Records from a data source:

──────────────────────────────

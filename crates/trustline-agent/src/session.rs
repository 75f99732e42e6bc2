// SPDX-FileCopyrightText: 2026 Trustline Contributors
// SPDX-License-Identifier: MIT OR Apache-2.0

//! Per-conversation session state.
//!
//! A [`CustomerSession`] lives for one conversation. It is plain data:
//! every mutation happens in the flow controller, and the whole struct is
//! serde-serializable so a caller can persist it between turns.

use serde::{Deserialize, Serialize};
use strum::Display;

use trustline_core::types::{ChatMessage, ChatRole, Language, OrderSnapshot};

/// States of the conversation FSM.
///
/// `Verified` is sticky: once identity is established the session never
/// reverts to an earlier state. There is no terminal state.
#[derive(Debug, Clone, Copy, PartialEq, Eq, Serialize, Deserialize, Display, Default)]
#[serde(rename_all = "snake_case")]
#[strum(serialize_all = "snake_case")]
pub enum ConversationState {
    #[default]
    Idle,
    AwaitingOrderId,
    AwaitingPhone,
    Verified,
}

/// State carried across the turns of a single customer conversation.
#[derive(Debug, Clone, Default, Serialize, Deserialize)]
pub struct CustomerSession {
    /// Current FSM state.
    pub state: ConversationState,
    /// Order id fixed for this conversation, once known.
    pub order_id: Option<String>,
    /// Snapshot captured at verification time. Later store mutations do
    /// not affect it.
    pub order_snapshot: Option<OrderSnapshot>,
    /// Candidate order ids awaiting disambiguation; empty otherwise.
    #[serde(default)]
    pub matched_order_ids: Vec<String>,
    /// Conversation language, locked from the first language-bearing
    /// message. Set at most once.
    pub locked_language: Option<Language>,
    /// Full transcript, append-only.
    #[serde(default)]
    pub history: Vec<ChatMessage>,
    /// Set when the controller asked for complaint images and is waiting
    /// for the customer to attach and confirm.
    #[serde(default)]
    pub awaiting_images: bool,
    /// Image paths attached out of band by the UI, consumed when a
    /// complaint is filed.
    #[serde(default)]
    pub pending_image_paths: Vec<String>,
    /// Most recent issue description, preserved across affirmation turns
    /// so the filed complaint carries the actual problem text.
    pub last_issue_text: Option<String>,
}

impl CustomerSession {
    pub fn new() -> Self {
        Self::default()
    }

    /// Appends one turn to the transcript. Empty content is dropped.
    pub fn add_turn(&mut self, role: ChatRole, content: &str) {
        if content.is_empty() {
            return;
        }
        self.history.push(ChatMessage::new(role, content));
    }

    /// The most recent `max_turns` transcript entries, oldest first.
    pub fn recent_history(&self, max_turns: usize) -> &[ChatMessage] {
        if max_turns == 0 {
            return &[];
        }
        let start = self.history.len().saturating_sub(max_turns);
        &self.history[start..]
    }
}

#[cfg(test)]
mod tests {
    use super::*;

    #[test]
    fn state_displays_snake_case() {
        assert_eq!(ConversationState::Idle.to_string(), "idle");
        assert_eq!(
            ConversationState::AwaitingOrderId.to_string(),
            "awaiting_order_id"
        );
        assert_eq!(
            ConversationState::AwaitingPhone.to_string(),
            "awaiting_phone"
        );
        assert_eq!(ConversationState::Verified.to_string(), "verified");
    }

    #[test]
    fn add_turn_skips_empty_content() {
        let mut session = CustomerSession::new();
        session.add_turn(ChatRole::User, "");
        assert!(session.history.is_empty());
        session.add_turn(ChatRole::User, "hello");
        assert_eq!(session.history.len(), 1);
    }

    #[test]
    fn recent_history_returns_bounded_suffix() {
        let mut session = CustomerSession::new();
        for i in 0..5 {
            session.add_turn(ChatRole::User, &format!("m{i}"));
        }
        let recent = session.recent_history(3);
        assert_eq!(recent.len(), 3);
        assert_eq!(recent[0].content, "m2");
        assert_eq!(recent[2].content, "m4");

        assert!(session.recent_history(0).is_empty());
        assert_eq!(session.recent_history(10).len(), 5);
    }

    #[test]
    fn session_round_trips_through_serde() {
        let mut session = CustomerSession::new();
        session.state = ConversationState::AwaitingPhone;
        session.order_id = Some("ORD-001".into());
        session.locked_language = Some(Language::Ar);
        session.add_turn(ChatRole::User, "وين طلبي");

        let json = serde_json::to_string(&session).unwrap();
        let back: CustomerSession = serde_json::from_str(&json).unwrap();
        assert_eq!(back.state, ConversationState::AwaitingPhone);
        assert_eq!(back.order_id.as_deref(), Some("ORD-001"));
        assert_eq!(back.locked_language, Some(Language::Ar));
        assert_eq!(back.history.len(), 1);
    }
}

──────────────────────────────

* **EXERCISE OBJECTIVE**: Without any alteration, repeat each entry shown above.

* **RESULT OF THIS TASK**:
filename crates/trustline-agent/src/session.rs
repository 75f99732e42e6bc2
// SPDX-FileCopyrightText: 2026 Trustline Contributors
// SPDX-License-Identifier: MIT OR Apache-2.0

//! Per-conversation session state.
//!
//! A [`CustomerSession`] lives for one conversation. It is plain data:
//! every mutation happens in the flow controller, and the whole struct is
//! serde-serializable so a caller can persist it between turns.

use serde::{Deserialize, Serialize};
use strum::Display;

use trustline_core::types::{ChatMessage, ChatRole, Language, OrderSnapshot};

/// States of the conversation FSM.
///
/// `Verified` is sticky: once identity is established the session never
/// reverts to an earlier state. There is no terminal state.
#[derive(Debug, Clone, Copy, PartialEq, Eq, Serialize, Deserialize, Display, Default)]
#[serde(rename_all = "snake_case")]
#[strum(serialize_all = "snake_case")]
pub enum ConversationState {
    #[default]
    Idle,
    AwaitingOrderId,
    AwaitingPhone,
    Verified,
}

/// State carried across the turns of a single customer conversation.
#[derive(Debug, Clone, Default, Serialize, Deserialize)]
pub struct CustomerSession {
    /// Current FSM state.
    pub state: ConversationState,
    /// Order id fixed for this conversation, once known.
    pub order_id: Option<String>,
    /// Snapshot captured at verification time. Later store mutations do
    /// not affect it.
    pub order_snapshot: Option<OrderSnapshot>,
    /// Candidate order ids awaiting disambiguation; empty otherwise.
    #[serde(default)]
    pub matched_order_ids: Vec<String>,
    /// Conversation language, locked from the first language-bearing
    /// message. Set at most once.
    pub locked_language: Option<Language>,
    /// Full transcript, append-only.
    #[serde(default)]
    pub history: Vec<ChatMessage>,
    /// Set when the controller asked for complaint images and is waiting
    /// for the customer to attach and confirm.
    #[serde(default)]
    pub awaiting_images: bool,
    /// Image paths attached out of band by the UI, consumed when a
    /// complaint is filed.
    #[serde(default)]
    pub pending_image_paths: Vec<String>,
    /// Most recent issue description, preserved across affirmation turns
    /// so the filed complaint carries the actual problem text.
    pub last_issue_text: Option<String>,
}

impl CustomerSession {
    pub fn new() -> Self {
        Self::default()
    }

    /// Appends one turn to the transcript. Empty content is dropped.
    pub fn add_turn(&mut self, role: ChatRole, content: &str) {
        if content.is_empty() {
            return;
        }
        self.history.push(ChatMessage::new(role, content));
    }

    /// The most recent `max_turns` transcript entries, oldest first.
    pub fn recent_history(&self, max_turns: usize) -> &[ChatMessage] {
        if max_turns == 0 {
            return &[];
        }
        let start = self.history.len().saturating_sub(max_turns);
        &self.history[start..]
    }
}

#[cfg(test)]
mod tests {
    use super::*;

    #[test]
    fn state_displays_snake_case() {
        assert_eq!(ConversationState::Idle.to_string(), "idle");
        assert_eq!(
            ConversationState::AwaitingOrderId.to_string(),
            "awaiting_order_id"
        );
        assert_eq!(
            ConversationState::AwaitingPhone.to_string(),
            "awaiting_phone"
        );
        assert_eq!(ConversationState::Verified.to_string(), "verified");
    }

    #[test]
    fn add_turn_skips_empty_content() {
        let mut session = CustomerSession::new();
        session.add_turn(ChatRole::User, "");
        assert!(session.history.is_empty());
        session.add_turn(ChatRole::User, "hello");
        assert_eq!(session.history.len(), 1);
    }

    #[test]
    fn recent_history_returns_bounded_suffix() {
        let mut session = CustomerSession::new();
        for i in 0..5 {
            session.add_turn(ChatRole::User, &format!("m{i}"));
        }
        let recent = session.recent_history(3);
        assert_eq!(recent.len(), 3);
        assert_eq!(recent[0].content, "m2");
        assert_eq!(recent[2].content, "m4");

        assert!(session.recent_history(0).is_empty());
        assert_eq!(session.recent_history(10).len(), 5);
    }

    #[test]
    fn session_round_trips_through_serde() {
        let mut session = CustomerSession::new();
        session.state = ConversationState::AwaitingPhone;
        session.order_id = Some("ORD-001".into());
        session.locked_language = Some(Language::Ar);
        session.add_turn(ChatRole::User, "وين طلبي");

        let json = serde_json::to_string(&session).unwrap();
        let back: CustomerSession = serde_json::from_str(&json).unwrap();
        assert_eq!(back.state, ConversationState::AwaitingPhone);
        assert_eq!(back.order_id.as_deref(), Some("ORD-001"));
        assert_eq!(back.locked_language, Some(Language::Ar));
        assert_eq!(back.history.len(), 1);
    }
}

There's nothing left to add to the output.